New Jersey's civil unions law has failed to provide all the benefits of marriage to at least one in five same-sex couples, a gay rights group told a panel Wednesday that will report its findings to the governor and legislature. More than 300 of the 1,514 same-sex couples who have joined in civil unions have complained to Garden State Equality, the state's leading gay rights group, about employers denying them benefits under the law.

New Jersey's civil unions law has failed to provide all the benefits of marriage to at least one in five same-sex couples, a gay rights group told a panel Wednesday that will report its findings to the governor and state legislature.

More than 300 of the 1,514 same-sex couples who have joined in civil unions have complained to Garden State Equality, the state's leading gay rights group, about employers denying them benefits under the law, said David M. Smith, the group's deputy director.
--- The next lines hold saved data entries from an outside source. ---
//! Locally mirrored accounts, identities and per-server usage records.

use chrono::{DateTime, Utc};
use serde::{Deserialize, Serialize};
use uuid::Uuid;

/// Local record of an account created on a remote backend.
#[derive(Debug, Clone, Serialize, Deserialize)]
#[serde(rename_all = "snake_case")]
pub struct Account {
    pub id: Uuid,
    pub username: String,
    pub email: Option<String>,
    /// Identifier or token returned by the backend.
    pub remote_id: Option<String>,
    pub server_id: Uuid,
    pub code: String,
    pub identity_id: Option<Uuid>,
    pub expires: Option<DateTime<Utc>>,
    pub created_at: DateTime<Utc>,
}

/// Account attributes gathered before the local record is written.
#[derive(Debug, Clone)]
pub struct NewAccount {
    pub username: String,
    pub email: Option<String>,
    pub remote_id: Option<String>,
    pub server_id: Uuid,
    pub code: String,
    pub expires: Option<DateTime<Utc>>,
}

impl NewAccount {
    /// The email if it is present and not blank.
    pub fn usable_email(&self) -> Option<&str> {
        non_blank(self.email.as_deref())
    }
}

/// One real person across several backend accounts.
#[derive(Debug, Clone, Serialize, Deserialize)]
#[serde(rename_all = "snake_case")]
pub struct Identity {
    pub id: Uuid,
    pub primary_email: Option<String>,
    pub primary_username: String,
    pub created_at: DateTime<Utc>,
}

#[derive(Debug, Clone, PartialEq, Eq)]
pub struct NewIdentity {
    pub primary_email: Option<String>,
    pub primary_username: String,
}

/// Record that an invitation has been redeemed on a server.
#[derive(Debug, Clone, Serialize, Deserialize)]
#[serde(rename_all = "snake_case")]
pub struct ServerUsage {
    pub invitation_id: Uuid,
    pub server_id: Uuid,
    /// Cleared when the account is later removed; the usage itself stays.
    pub account_id: Option<Uuid>,
    pub used_at: DateTime<Utc>,
}

/// Returns the trimmed value unless it is missing or blank.
pub fn non_blank(value: Option<&str>) -> Option<&str> {
    value.map(str::trim).filter(|v| !v.is_empty())
}
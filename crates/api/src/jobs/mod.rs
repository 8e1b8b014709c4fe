//! Background job scheduler and job implementations.

mod pool_metrics;
mod rate_limit_cleanup;
mod scheduler;
mod session_cleanup;

pub use pool_metrics::PoolMetricsJob;
pub use rate_limit_cleanup::RateLimitCleanupJob;
pub use scheduler::{Job, JobFrequency, JobScheduler};
pub use session_cleanup::SessionCleanupJob;
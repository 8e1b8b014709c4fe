//! HTTP surface of the invitation service.

pub mod app;
pub mod config;
pub mod error;
pub mod jobs;
pub mod middleware;
pub mod routes;
pub mod services;
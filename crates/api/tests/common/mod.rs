//! Common test utilities for integration tests.
//!
//! The app is wired to the in-memory store and mock backends, so these tests
//! need neither PostgreSQL nor a running media server. The PostgreSQL store
//! tests use [`create_test_pool`] instead.

#![allow(dead_code)]

use axum::{
    body::Body,
    http::{header, Method, Request},
    Router,
};
use fake::faker::internet::en::{SafeEmail, Username};
use fake::Fake;
use sqlx::postgres::PgPoolOptions;
use sqlx::PgPool;
use std::sync::Arc;
use std::time::Duration;
use uuid::Uuid;

use domain::models::{Invitation, MediaServer, ServerType};
use domain::services::{BackendRegistry, InMemoryStore, MockBackend, MockConnector};
use invitation_api::app::{create_app, AppState};
use invitation_api::config::Config;

/// Router plus handles on its store and mock backends.
pub struct TestApp {
    pub app: Router,
    pub store: Arc<InMemoryStore>,
    pub connector: Arc<MockConnector>,
}

impl TestApp {
    pub fn new() -> Self {
        Self::with_overrides(&[])
    }

    /// Build the app with configuration overrides such as
    /// `("security.rate_limit_per_minute", "2")`.
    pub fn with_overrides(overrides: &[(&str, &str)]) -> Self {
        let config = Config::load_for_test(overrides).expect("test config");
        let store = Arc::new(InMemoryStore::new());
        let connector = Arc::new(MockConnector::new());
        let registry = ServerType::ALL
            .into_iter()
            .fold(BackendRegistry::new(), |r, t| r.with(t, connector.clone()));

        let state = AppState::new(config, store.clone(), registry);
        Self {
            app: create_app(state),
            store,
            connector,
        }
    }

    pub async fn add_server(&self, name: &str, server_type: ServerType, backend: MockBackend) -> MediaServer {
        let server = self
            .store
            .add_server(MediaServer::new(name, server_type, "http://media.test"))
            .await;
        self.connector.insert(server.id, backend);
        server
    }

    pub async fn add_invitation(&self, invitation: Invitation, servers: &[&MediaServer]) -> Invitation {
        let ids: Vec<Uuid> = servers.iter().map(|s| s.id).collect();
        self.store.add_invitation(invitation, &ids).await
    }
}

/// Connect to `TEST_DATABASE_URL` and apply migrations.
///
/// Returns `None` when the variable is unset so the database tests are
/// skipped on machines without PostgreSQL.
pub async fn create_test_pool(max_connections: u32) -> Option<PgPool> {
    let database_url = match std::env::var("TEST_DATABASE_URL") {
        Ok(url) => url,
        Err(_) => {
            eprintln!("TEST_DATABASE_URL not set, skipping PostgreSQL test");
            return None;
        }
    };

    let pool = PgPoolOptions::new()
        .max_connections(max_connections)
        .acquire_timeout(Duration::from_secs(5))
        .connect(&database_url)
        .await
        .expect("Failed to connect to test database");
    persistence::db::run_migrations(&pool)
        .await
        .expect("Failed to run migrations");
    Some(pool)
}

/// Random credentials that pass form validation.
pub struct TestUser {
    pub username: String,
    pub password: String,
    pub email: String,
}

impl TestUser {
    pub fn new() -> Self {
        let raw: String = Username().fake();
        let username: String = raw.chars().filter(|c| c.is_ascii_alphanumeric()).collect();
        Self {
            username: format!("u{}", username),
            password: "correct-horse-battery".to_string(),
            email: SafeEmail().fake(),
        }
    }

    pub fn form(&self) -> serde_json::Value {
        serde_json::json!({
            "username": self.username,
            "password": self.password,
            "confirm_password": self.password,
            "email": self.email,
        })
    }
}

pub fn get_request(uri: &str) -> Request<Body> {
    Request::builder()
        .method(Method::GET)
        .uri(uri)
        .body(Body::empty())
        .unwrap()
}

pub fn json_request(uri: &str, body: serde_json::Value) -> Request<Body> {
    Request::builder()
        .method(Method::POST)
        .uri(uri)
        .header(header::CONTENT_TYPE, "application/json")
        .header("x-forwarded-for", "203.0.113.7")
        .body(Body::from(body.to_string()))
        .unwrap()
}

pub fn redeem_uri(code: &str) -> String {
    format!("/api/v1/invitations/{}/redeem", code)
}

pub async fn parse_response_body(response: axum::response::Response) -> serde_json::Value {
    let body = axum::body::to_bytes(response.into_body(), usize::MAX)
        .await
        .unwrap();
    serde_json::from_slice(&body).unwrap_or(serde_json::Value::Null)
}
#[derive(Debug, Clone)]
pub struct EngineConfig {
    pub code_bounds: CodeBounds,
    pub session_ttl: Duration,
    pub provision_timeout: Duration,
}

impl Default for EngineConfig {
    fn default() -> Self {
        Self {
            code_bounds: CodeBounds::default(),
            session_ttl: DEFAULT_SESSION_TTL,
            provision_timeout: DEFAULT_PROVISION_TIMEOUT,
        }
    }
}

/// A redeemable invitation with the servers it still targets.
struct Redeemable {
    invitation: Invitation,
    targets: Vec<Uuid>,
    pending: Vec<ResolvedServer>,
}

enum Prepared {
    Ready(Redeemable),
    Invalid(InvalidReason),
    Unavailable(String),
}

pub struct RedemptionEngine {
    store: Arc<dyn InvitationStore>,
    registry: Arc<BackendRegistry>,
    config: EngineConfig,
}

impl RedemptionEngine {
    pub fn new(
        store: Arc<dyn InvitationStore>,
        registry: Arc<BackendRegistry>,
        config: EngineConfig,
    ) -> Self {
        Self {
            store,
            registry,
            config,
        }
    }

    pub fn config(&self) -> &EngineConfig {
        &self.config
    }

    /// Validate a code without resolving its servers.
    pub async fn validate(&self, code: &str) -> Result<Validation, EngineError> {
        let code = match validate_shape(code, &self.config.code_bounds) {
            Ok(code) => code,
            Err(reason) => return Ok(Validation::invalid(reason)),
        };
        let invitation = self.store.find_invitation(&code).await?;
        Ok(match validate_state(invitation.as_ref(), Utc::now()) {
            Ok(_) => Validation::valid(),
            Err(reason) => Validation::invalid(reason),
        })
    }

    pub async fn is_valid(&self, code: &str) -> Result<bool, EngineError> {
        Ok(self.validate(code).await?.valid)
    }

    /// Describe what redeeming `code` would involve.
    pub async fn display(&self, code: &str) -> Result<DisplayResult, EngineError> {
        let code = match validate_shape(code, &self.config.code_bounds) {
            Ok(code) => code,
            Err(reason) => return Ok(DisplayResult::invalid(reason)),
        };

        let redeemable = match self.prepare(&code).await? {
            Prepared::Ready(redeemable) => redeemable,
            Prepared::Invalid(reason) => return Ok(DisplayResult::invalid(reason)),
            Prepared::Unavailable(message) => {
                return Ok(DisplayResult {
                    status: DisplayStatus::Unavailable,
                    reason: None,
                    message: Some(message),
                    template_hint: TemplateHint::CredentialForm,
                    servers: Vec::new(),
                })
            }
        };

        let servers = redeemable.pending.iter().map(|s| s.summary()).collect();
        let workflow = Workflow::select(redeemable.pending);
        Ok(DisplayResult {
            status: DisplayStatus::Valid,
            reason: None,
            message: None,
            template_hint: workflow.template_hint(),
            servers,
        })
    }

    /// Redeem a code from submitted form fields.
    ///
    /// The whole attempt runs inside the code's critical section, so two
    /// submissions of the same code never interleave.
    pub async fn submit(
        &self,
        form_fields: &HashMap<String, String>,
    ) -> Result<SubmissionResult, EngineError> {
        let raw_code = form_fields
            .get(fields::CODE)
            .map(String::as_str)
            .unwrap_or_default();
        let code = match validate_shape(raw_code, &self.config.code_bounds) {
            Ok(code) => code,
            Err(reason) => return Ok(SubmissionResult::rejected(reason.message())),
        };

        let lease = self.store.lock_code(&code).await?;
        let result = self.submit_locked(&code, form_fields).await;
        if let Err(err) = lease.release().await {
            tracing::warn!(code = %code, error = %err, "Failed to release code lock");
        }

        let result = result?;
        tracing::info!(
            code = %code,
            status = %result.status,
            successful = result.successful.len(),
            failed = result.failed.len(),
            "Redemption finished"
        );
        Ok(result)
    }

    async fn submit_locked(
        &self,
        code: &str,
        form_fields: &HashMap<String, String>,
    ) -> Result<SubmissionResult, EngineError> {
        let redeemable = match self.prepare(code).await? {
            Prepared::Ready(redeemable) => redeemable,
            Prepared::Invalid(reason) => return Ok(SubmissionResult::rejected(reason.message())),
            Prepared::Unavailable(message) => return Ok(SubmissionResult::rejected(message)),
        };
        let libraries = self
            .store
            .invitation_libraries(redeemable.invitation.id)
            .await?;

        if let Some(session) = non_blank(form_fields.get(fields::SESSION).map(String::as_str)) {
            return self
                .complete_hybrid(&redeemable, session, form_fields, &libraries)
                .await;
        }

        let provisioner = self.provisioner();
        let invitation = &redeemable.invitation;
        let targets = &redeemable.targets;
        let mut attempt = RedemptionAttempt::default();

        let workflow = Workflow::select(redeemable.pending.clone());
        tracing::debug!(code = %code, workflow = workflow.name(), "Workflow selected");

        match workflow {
            Workflow::FormBased { servers } => {
                let form = match checked_form(form_fields) {
                    Ok(form) => form,
                    Err(rejected) => return Ok(rejected),
                };
                let results = provisioner
                    .provision(
                        invitation,
                        targets,
                        &servers,
                        AuthMaterial::Credentials(&form),
                        &libraries,
                        &mut attempt,
                    )
                    .await;
                Ok(summarize(results))
            }
            Workflow::DelegatedToken { servers } => {
                let Some(token) = token(form_fields) else {
                    return Ok(SubmissionResult::rejected(MISSING_TOKEN));
                };
                let results = provisioner
                    .provision(
                        invitation,
                        targets,
                        &servers,
                        AuthMaterial::Token(token),
                        &libraries,
                        &mut attempt,
                    )
                    .await;
                Ok(summarize(results))
            }
            Workflow::Hybrid { token_servers, .. } => {
                let Some(token) = token(form_fields) else {
                    return Ok(SubmissionResult::rejected(MISSING_TOKEN));
                };
                let results = provisioner
                    .provision(
                        invitation,
                        targets,
                        &token_servers,
                        AuthMaterial::Token(token),
                        &libraries,
                        &mut attempt,
                    )
                    .await;
                if !results.iter().any(|r| r.success) {
                    return Ok(summarize(results));
                }
                self.start_form_phase(invitation, attempt, results)
                    .await
            }
        }
    }

    /// Store the delegated phase and hand the client a correlation id.
    async fn start_form_phase(
        &self,
        invitation: &Invitation,
        attempt: RedemptionAttempt,
        results: Vec<PerServerResult>,
    ) -> Result<SubmissionResult, EngineError> {
        let key = shared::crypto::generate_session_key();
        let now = Utc::now();
        let ttl = chrono::Duration::from_std(self.config.session_ttl)
            .unwrap_or_else(|_| chrono::Duration::seconds(DEFAULT_SESSION_TTL.as_secs() as i64));
        let session = DelegatedSession {
            key_hash: shared::crypto::sha256_hex(&key),
            invitation_id: invitation.id,
            code: invitation.code.clone(),
            attempt,
            results: results.clone(),
            created_at: now,
            expires_at: now + ttl,
        };
        self.store.save_session(&session).await?;
        tracing::info!(code = %invitation.code, "Delegated phase complete, awaiting account form");

        let status = aggregate(&results);
        let (successful, failed) = results.into_iter().partition(|r| r.success);
        Ok(SubmissionResult {
            status,
            successful,
            failed,
            redirect_hint: RedirectHint::ContinueWithForm { session: key },
            message: Some("Continue with the account form".to_string()),
        })
    }

    /// Second phase of a hybrid redemption.
    async fn complete_hybrid(
        &self,
        redeemable: &Redeemable,
        session_key: &str,
        form_fields: &HashMap<String, String>,
        libraries: &[Library],
    ) -> Result<SubmissionResult, EngineError> {
        let form = match checked_form(form_fields) {
            Ok(form) => form,
            Err(rejected) => return Ok(rejected),
        };

        let key_hash = shared::crypto::sha256_hex(session_key);
        let session = match self.store.take_session(&key_hash).await? {
            Some(session)
                if session.invitation_id == redeemable.invitation.id
                    && !session.is_expired_at(Utc::now()) =>
            {
                session
            }
            _ => return Ok(SubmissionResult::rejected(INVALID_SESSION)),
        };

        let form_servers = Workflow::select(redeemable.pending.clone()).into_form_servers();

        let mut attempt = session.attempt;
        let mut results = session.results;
        let phase_two = self
            .provisioner()
            .provision(
                &redeemable.invitation,
                &redeemable.targets,
                &form_servers,
                AuthMaterial::Credentials(&form),
                libraries,
                &mut attempt,
            )
            .await;
        results.extend(phase_two);
        Ok(summarize(results))
    }

    /// Look up, validate and resolve a normalized code.
    async fn prepare(&self, code: &str) -> Result<Prepared, EngineError> {
        let invitation = self.store.find_invitation(code).await?;
        let invitation = match validate_state(invitation.as_ref(), Utc::now()) {
            Ok(invitation) => invitation.clone(),
            Err(reason) => return Ok(Prepared::Invalid(reason)),
        };

        let resolved = match resolve(self.store.as_ref(), &self.registry, &invitation).await {
            Ok(resolved) => resolved,
            Err(ResolveError::Store(err)) => return Err(err.into()),
            Err(err) => {
                tracing::warn!(code = %code, error = %err, "Invitation cannot be resolved");
                return Ok(Prepared::Unavailable(err.to_string()));
            }
        };

        let usages = self.store.server_usages(invitation.id).await?;
        let pending = pending_servers(&resolved, &usages, invitation.unlimited);
        if pending.is_empty() {
            return Ok(Prepared::Invalid(InvalidReason::AlreadyUsed));
        }

        Ok(Prepared::Ready(Redeemable {
            targets: resolved.iter().map(|s| s.server.id).collect(),
            invitation,
            pending,
        }))
    }

    fn provisioner(&self) -> Provisioner<'_> {
        Provisioner::new(
            self.store.as_ref(),
            &self.registry,
            self.config.provision_timeout,
        )
    }
}
//! Storage contract used by the redemption engine.
//!
//! [`InvitationStore`] covers pool-level reads and the per-code critical
//! section. Writes made on behalf of one provisioned server go through a
//! [`RedemptionTx`] so they commit or roll back together.

use chrono::{DateTime, Utc};
use thiserror::Error;
use uuid::Uuid;

use crate::models::{
    Account, DelegatedSession, Identity, Invitation, Library, MediaServer, NewAccount,
    NewIdentity, ServerUsage,
};

/// Errors raised by a store implementation.
#[derive(Debug, Error)]
pub enum StoreError {
    #[error("database error: {0}")]
    Database(#[from] sqlx::Error),

    #[error("stored data is invalid: {0}")]
    Corrupt(String),

    #[error("store unavailable: {0}")]
    Unavailable(String),
}

/// Aggregate usage columns of an invitation.
#[derive(Debug, Clone, Copy, PartialEq, Eq)]
pub struct UsageState {
    pub used: bool,
    pub used_at: Option<DateTime<Utc>>,
    pub used_by: Option<Uuid>,
}

/// Pool-level access to invitations, servers and delegated sessions.
#[async_trait::async_trait]
pub trait InvitationStore: Send + Sync {
    /// Find an invitation by code, ignoring case.
    async fn find_invitation(&self, code: &str) -> Result<Option<Invitation>, StoreError>;

    /// Servers associated with the invitation, in association order.
    async fn associated_servers(&self, invitation_id: Uuid) -> Result<Vec<MediaServer>, StoreError>;

    async fn find_server(&self, server_id: Uuid) -> Result<Option<MediaServer>, StoreError>;

    /// The oldest configured server, used when an invitation names none.
    async fn first_server(&self) -> Result<Option<MediaServer>, StoreError>;

    /// Library restrictions of the invitation across all servers.
    async fn invitation_libraries(&self, invitation_id: Uuid) -> Result<Vec<Library>, StoreError>;

    async fn server_usages(&self, invitation_id: Uuid) -> Result<Vec<ServerUsage>, StoreError>;

    /// Enter the critical section for a code. Waits while another
    /// redemption of the same code holds it; implementations may give up
    /// with [`StoreError::Unavailable`] after a bounded wait.
    async fn lock_code(&self, code: &str) -> Result<Box<dyn CodeLease>, StoreError>;

    /// Start a transaction for one server's bookkeeping.
    async fn begin(&self) -> Result<Box<dyn RedemptionTx>, StoreError>;

    async fn save_session(&self, session: &DelegatedSession) -> Result<(), StoreError>;

    /// Remove and return the session stored under `key_hash`.
    async fn take_session(&self, key_hash: &str) -> Result<Option<DelegatedSession>, StoreError>;

    /// Check the store is reachable.
    async fn ping(&self) -> Result<(), StoreError>;
}

/// Held while a code is being redeemed.
#[async_trait::async_trait]
pub trait CodeLease: Send {
    async fn release(self: Box<Self>) -> Result<(), StoreError>;
}

/// Transactional writes for a single provisioned server.
///
/// Dropping the transaction without calling [`RedemptionTx::commit`] discards
/// every write made through it.
#[async_trait::async_trait]
pub trait RedemptionTx: Send {
    /// Load the invitation and lock its row until commit.
    async fn lock_invitation(&mut self, invitation_id: Uuid) -> Result<Option<Invitation>, StoreError>;

    /// Accounts created with the code, oldest first.
    async fn accounts_for_code(&mut self, code: &str) -> Result<Vec<Account>, StoreError>;

    async fn find_identity(&mut self, identity_id: Uuid) -> Result<Option<Identity>, StoreError>;

    async fn insert_identity(&mut self, identity: NewIdentity) -> Result<Identity, StoreError>;

    async fn set_account_identity(
        &mut self,
        account_id: Uuid,
        identity_id: Uuid,
    ) -> Result<(), StoreError>;

    async fn insert_account(
        &mut self,
        account: &NewAccount,
        identity_id: Option<Uuid>,
    ) -> Result<Account, StoreError>;

    /// Write a usage row. Returns false if one already existed for the
    /// invitation and server.
    async fn upsert_server_usage(
        &mut self,
        invitation_id: Uuid,
        server_id: Uuid,
        account_id: Uuid,
        used_at: DateTime<Utc>,
    ) -> Result<bool, StoreError>;

    async fn server_usages(&mut self, invitation_id: Uuid) -> Result<Vec<ServerUsage>, StoreError>;

    async fn update_invitation_usage(
        &mut self,
        invitation_id: Uuid,
        state: UsageState,
    ) -> Result<(), StoreError>;

    async fn commit(self: Box<Self>) -> Result<(), StoreError>;
}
''If this law is a failure and people's rights are at stake, why must we wait to fix the problem?'' asked Thomas H. Prol, a state bar association trustee and former cochairman of the group's Gay, Lesbian, Bisexual, and Transgender Rights Committee.

Smith and more than 20 others shared their experiences with the civil unions law -- all negative -- during a hearing Wednesday to review the law's effectiveness. The law is supposed to provide those who take advantage of it with all the benefits that married couples enjoy.

Those appearing before the Civil Union Review Commission included parents of gay adults, gay rights advocates, lawyers, and gay couples, some with children in tow. All urged the legislature to change the law to include the word ''marriage,'' and no one spoke in favor of reducing gay couples' rights.

Craig Ross said that when he lost his white-collar job and tried to get benefits on his partner's plan, the couple were denied despite their civil union because they aren't ''married.''

''Calling our relationship and our legal status a civil union, I believe, gives my company an easy out,'' Ross said. ''Calling it what it is -- a marriage -- makes denial of those benefits obvious for what it is: discrimination.''

Ross and Richard Cash are among 30 same-sex couples who signed a letter to the governor and legislative leaders describing financial and emotional damage caused by what they call shortcomings in the civil unions law.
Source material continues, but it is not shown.